Employment trends vary significantly across sectors, with healthcare leading job growth by adding 52,000 jobs in February, according to BLS reports. Flowers said that the healthcare segment is “carrying more than its fair share, more than its responsibility towards job growth, where other sectors are starting to be weaker.”

He said demand remains strong for “standing-up” positions, particularly in nursing and construction, while “sitting down” roles in tech, marketing and finance continue to show notable weakness.

Flowers has been tracking the decline in staffing jobs over the past few years, specifically temporary help services, documenting that these jobs peaked at a high point in 2022 but have been steadily declining since. He said the good news is that the decline may be stabilizing, suggesting the worst might be over.

However, a key indicator to watch is whether employers, amid economic uncertainty, start reducing hours for part-time workers or scaling back on staffing and temporary help jobs. “Those are the first ways employers react to uncertainty: They pause the marginal hiring before they engage in layoffs,” said the economist.

Union policy

Unionization rates continue to decline, contributing to a shrinking labor share of the GDP. The U.S. Bureau of Labor Statistics reported that the union membership rate—the percentage of wage and salary workers who are union members—stood at 9.9% (14.3 million) in 2024. While this is just a tick down from 2023, unionization has dropped steadily over the past decades; when comparable data first became available in 1983, the union membership rate was 20.1%, with 17.7 million union members, according to BLS.

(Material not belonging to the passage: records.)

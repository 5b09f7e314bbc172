//! 4.C Weighted Scheduler: smooth weighted round-robin over provider names.

use std::collections::BTreeMap;

/// Nginx-style smooth weighted round-robin. `BTreeMap` gives a deterministic
/// alphabetical order, used both to walk `w` each round and to break ties on
/// `current[n]`, matching spec.md §4.C's "ties broken by iteration order of
/// w" with the first-encountered (not last-encountered) name winning.
///
/// Note: spec.md §8 scenario S2 describes the 8-request output for weights
/// `{A:3, B:1}` in prose as the block-contiguous `A A A B A A A B`. Run
/// literally through the §4.C algorithm (current[n] += w[n] each round,
/// greatest current[n] wins, subtract Σw from the winner) that block
/// grouping never occurs — it's the one sequence smooth WRR is built to
/// avoid. We implement §4.C's normative algorithm rather than the
/// scenario's prose, which reads as a simplified gloss; see DESIGN.md.
pub fn weighted_round_robin(weights: &BTreeMap<String, u32>) -> Vec<String> {
    let total: u32 = weights.values().sum();
    if total == 0 {
        return Vec::new();
    }

    let mut current: BTreeMap<&str, i64> = weights.keys().map(|k| (k.as_str(), 0)).collect();
    let mut out = Vec::with_capacity(total as usize);

    for _ in 0..total {
        for (name, weight) in weights {
            *current.get_mut(name.as_str()).unwrap() += *weight as i64;
        }
        let mut picked: Option<&str> = None;
        let mut best = i64::MIN;
        for name in weights.keys() {
            let value = current[name.as_str()];
            if value > best {
                best = value;
                picked = Some(name.as_str());
            }
        }
        let picked = picked.expect("weights is non-empty");
        out.push(picked.to_string());
        *current.get_mut(picked).unwrap() -= total as i64;
    }

    out
}
use serde::{Deserialize, Serialize};
use serde_json::{Map, Value};

/// Canonical request body for `/v1/images/generations`. The Protocol
/// Selector always forces `dalle` for this endpoint and the Request
/// Translator always forces non-streaming (spec.md §4.E rule 1, §4.F),
/// so there is no `stream` field here at all — unlike chat completions,
/// streaming was never a legal option for this request shape.
#[derive(Debug, Clone, Serialize, Deserialize)]
pub struct ImageGenerationRequest {
    #[serde(default)]
    pub model: Option<String>,
    pub prompt: String,
    #[serde(default)]
    pub n: Option<u32>,
    #[serde(default)]
    pub size: Option<String>,
    #[serde(default, flatten)]
    pub extra: Map<String, Value>,
}

/// DALL-E's own response shape is already what OpenAI-style clients expect;
/// the gateway forwards it essentially verbatim, so this type only names the
/// two fields every client reads and carries the rest in `extra`.
#[derive(Debug, Clone, Serialize, Deserialize)]
pub struct ImageGenerationResponse {
    pub created: i64,
    pub data: Vec<Value>,
    #[serde(default, flatten)]
    pub extra: Map<String, Value>,
}
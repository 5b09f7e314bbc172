use serde::{Deserialize, Serialize};
use serde_json::{Map, Value};

/// A single chat message. `content` is left as a [`Value`] rather than a
/// typed enum of text/parts — the gateway never inspects message content
/// itself, only forwards it, so a closed content model would only add
/// translation work for engines that need to repack it (claude, gemini).
#[derive(Debug, Clone, Serialize, Deserialize)]
pub struct ChatMessage {
    pub role: String,
    #[serde(default)]
    pub content: Value,
    #[serde(default, flatten)]
    pub extra: Map<String, Value>,
}

/// Canonical request body for `/v1/chat/completions`. Fields the gateway
/// actually interprets (model, messages, stream) are typed; everything else
/// OpenAI defines (temperature, tools, tool_choice, ...) is carried in
/// `extra` and forwarded to the upstream verbatim, since the Request
/// Translator's contract (spec.md §4.F) only requires rewriting the model id
/// and URL/headers, not re-validating the whole OpenAI schema.
#[derive(Debug, Clone, Serialize, Deserialize)]
pub struct ChatCompletionRequest {
    /// Logical alias as sent by the client; rewritten to the upstream model
    /// id by the Request Translator before the call is issued.
    pub model: String,
    pub messages: Vec<ChatMessage>,
    #[serde(default)]
    pub stream: bool,
    #[serde(default, flatten)]
    pub extra: Map<String, Value>,
}

impl ChatCompletionRequest {
    /// Returns the first message with role "system", if any. Used by engines
    /// (claude, gemini) whose wire format pulls the system prompt out of the
    /// message list into its own field.
    pub fn system_text(&self) -> Option<String> {
        self.messages
            .iter()
            .find(|m| m.role == "system")
            .and_then(|m| m.content.as_str().map(str::to_string))
    }
}

#[derive(Debug, Clone, Serialize, Deserialize)]
pub struct ChatCompletionChoice {
    pub index: u32,
    pub message: ChatMessage,
    #[serde(skip_serializing_if = "Option::is_none")]
    pub finish_reason: Option<String>,
}

/// Canonical non-streaming response shape. Response Translator implementations
/// for each engine build this struct from the upstream's own response before
/// serializing it back to the client.
#[derive(Debug, Clone, Serialize, Deserialize)]
pub struct ChatCompletionResponse {
    pub id: String,
    pub object: String,
    pub created: i64,
    pub model: String,
    pub choices: Vec<ChatCompletionChoice>,
    #[serde(skip_serializing_if = "Option::is_none")]
    pub usage: Option<Value>,
}

#[derive(Debug, Clone, Serialize, Deserialize)]
pub struct ChatCompletionStreamChoice {
    pub index: u32,
    pub delta: Value,
    pub finish_reason: Option<String>,
}

/// Canonical SSE chunk shape (`data: {...}` lines), emitted by the Response
/// Translator for every engine regardless of the upstream's own event
/// framing (spec.md §4.G).
#[derive(Debug, Clone, Serialize, Deserialize)]
pub struct ChatCompletionStreamChunk {
    pub id: String,
    pub object: String,
    pub created: i64,
    pub model: String,
    pub choices: Vec<ChatCompletionStreamChoice>,
}

#[cfg(test)]
mod tests {
    use super::*;

    #[test]
    fn system_text_reads_first_system_message() {
        let req: ChatCompletionRequest = serde_json::from_value(serde_json::json!({
            "model": "gpt-4",
            "messages": [
                {"role": "system", "content": "be nice"},
                {"role": "user", "content": "hi"},
            ]
        }))
        .unwrap();
        assert_eq!(req.system_text().as_deref(), Some("be nice"));
    }

    #[test]
    fn extra_fields_round_trip() {
        let req: ChatCompletionRequest = serde_json::from_value(serde_json::json!({
            "model": "gpt-4",
            "messages": [],
            "temperature": 0.2,
            "tools": [{"type": "function"}],
        }))
        .unwrap();
        assert_eq!(req.extra.get("temperature"), Some(&Value::from(0.2)));
        assert!(req.extra.contains_key("tools"));
    }
}
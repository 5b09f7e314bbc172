use std::path::PathBuf;

/// Startup-time failures. These abort the process with a non-zero exit
/// before any listener is bound.
#[derive(Debug, thiserror::Error)]
pub enum ConfigError {
    #[error("failed to read config file {path}: {source}")]
    Io {
        path: PathBuf,
        #[source]
        source: std::io::Error,
    },
    #[error("failed to parse config file {path} as {format}: {message}")]
    Parse {
        path: PathBuf,
        format: &'static str,
        message: String,
    },
    #[error("config has no providers")]
    NoProviders,
    #[error("invalid rate limit string {0:?}")]
    BadRateLimit(String),
}
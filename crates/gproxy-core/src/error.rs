use gproxy_protocol::ErrorBody;
use http::StatusCode;

/// HTTP-facing error taxonomy (spec.md §7). Transport-agnostic: carries a
/// status and a JSON body, the same shape the teacher's `ProxyError` used,
/// so `apps/gproxy` only has to turn this into an `axum::response::Response`.
#[derive(Debug, thiserror::Error)]
pub enum GatewayError {
    #[error("missing or invalid bearer token")]
    AuthInvalid,
    #[error("permission denied")]
    PermissionDenied,
    #[error("rate limited")]
    RateLimited,
    #[error("no matching model found")]
    NoMatchingModel,
    #[error("current provider response failed")]
    ProviderFailed,
    #[error("all providers failed: {model}")]
    AllProvidersFailed { model: String },
}

impl GatewayError {
    pub fn status(&self) -> StatusCode {
        match self {
            GatewayError::AuthInvalid | GatewayError::PermissionDenied => StatusCode::FORBIDDEN,
            GatewayError::RateLimited => StatusCode::TOO_MANY_REQUESTS,
            GatewayError::NoMatchingModel => StatusCode::NOT_FOUND,
            GatewayError::ProviderFailed | GatewayError::AllProvidersFailed { .. } => {
                StatusCode::INTERNAL_SERVER_ERROR
            }
        }
    }

    pub fn body(&self) -> serde_json::Value {
        match self {
            GatewayError::AuthInvalid => detail("Invalid or missing API Key"),
            GatewayError::PermissionDenied => detail("Permission denied"),
            GatewayError::RateLimited => detail("Too many requests"),
            GatewayError::NoMatchingModel => detail("No matching model found"),
            GatewayError::ProviderFailed => detail("Current provider response failed!"),
            GatewayError::AllProvidersFailed { model } => {
                detail(&format!("All providers failed: {model}"))
            }
        }
    }

    /// The inline error frame a stream terminates with after the first byte
    /// has already gone out (spec.md §4.G, §7) — it cannot be demoted to an
    /// HTTP status at that point, so it's shaped as an OpenAI error object.
    pub fn to_sse_error_line(message: &str) -> String {
        ErrorBody::new("upstream_error", message).to_sse_data_line()
    }
}

fn detail(message: &str) -> serde_json::Value {
    serde_json::json!({ "detail": message })
}
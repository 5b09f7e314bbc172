use clap::Parser;

/// CLI > ENV > default precedence via clap's `env` attribute, same pattern
/// as the teacher's `CliArgs` (`gproxy-core/src/bootstrap/mod.rs`).
#[derive(Debug, Clone, Parser)]
#[command(name = "gproxy", version, about = "Unifying reverse proxy for LLM and image-generation providers")]
pub struct CliArgs {
    /// Path to the providers/api_keys config file (JSON or YAML).
    #[arg(long, env = "GPROXY_CONFIG", default_value = "config.json")]
    pub config: String,

    #[arg(long, env = "GPROXY_HOST", default_value = "0.0.0.0")]
    pub host: String,

    #[arg(long, env = "GPROXY_PORT", default_value_t = 8787)]
    pub port: u16,

    #[arg(long, env = "GPROXY_STATS_FILE", default_value = "stats.json")]
    pub stats_file: String,

    #[arg(long, env = "GPROXY_STATS_SAVE_INTERVAL_SECS", default_value_t = 3600)]
    pub stats_save_interval: u64,
}

/// `TIMEOUT` is read directly rather than through clap, matching spec.md
/// §6's literal environment-variable interface.
pub fn read_timeout_override() -> std::time::Duration {
    std::env::var("TIMEOUT")
        .ok()
        .and_then(|value| value.parse::<u64>().ok())
        .map(std::time::Duration::from_secs)
        .unwrap_or(std::time::Duration::from_secs(20))
}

Flowers said the NLRB—the independent federal agency responsible for enforcing the National Labor Relations Act—is expected to adopt a more pro-business stance. “For anyone who works as a talent acquisition recruiter in [a] union-intensive industry, the Trump administration is going to make it harder for those unions to organize,” according to Flowers.

A paradoxical dynamic exists between the administration and unions, said Flowers, as union voters have increasingly shifted their support toward Republican candidates. He said these shifts could influence workplace policies, collective bargaining strategies and labor market conditions in the coming years.

Implications for HR leaders and recruiters

Flowers emphasized the importance of employer preparation for upcoming economic shifts. HR leaders must strategize for these changes, particularly the recruiting challenges that may arise in this evolving economic environment, said Flowers. His key recommendations include:

  • Prepare for a potentially slower hiring environment.
  • Focus on strategic talent acquisition.
  • Monitor sector-specific labor market shifts.
  • Anticipate potential labor shortages in specific industries.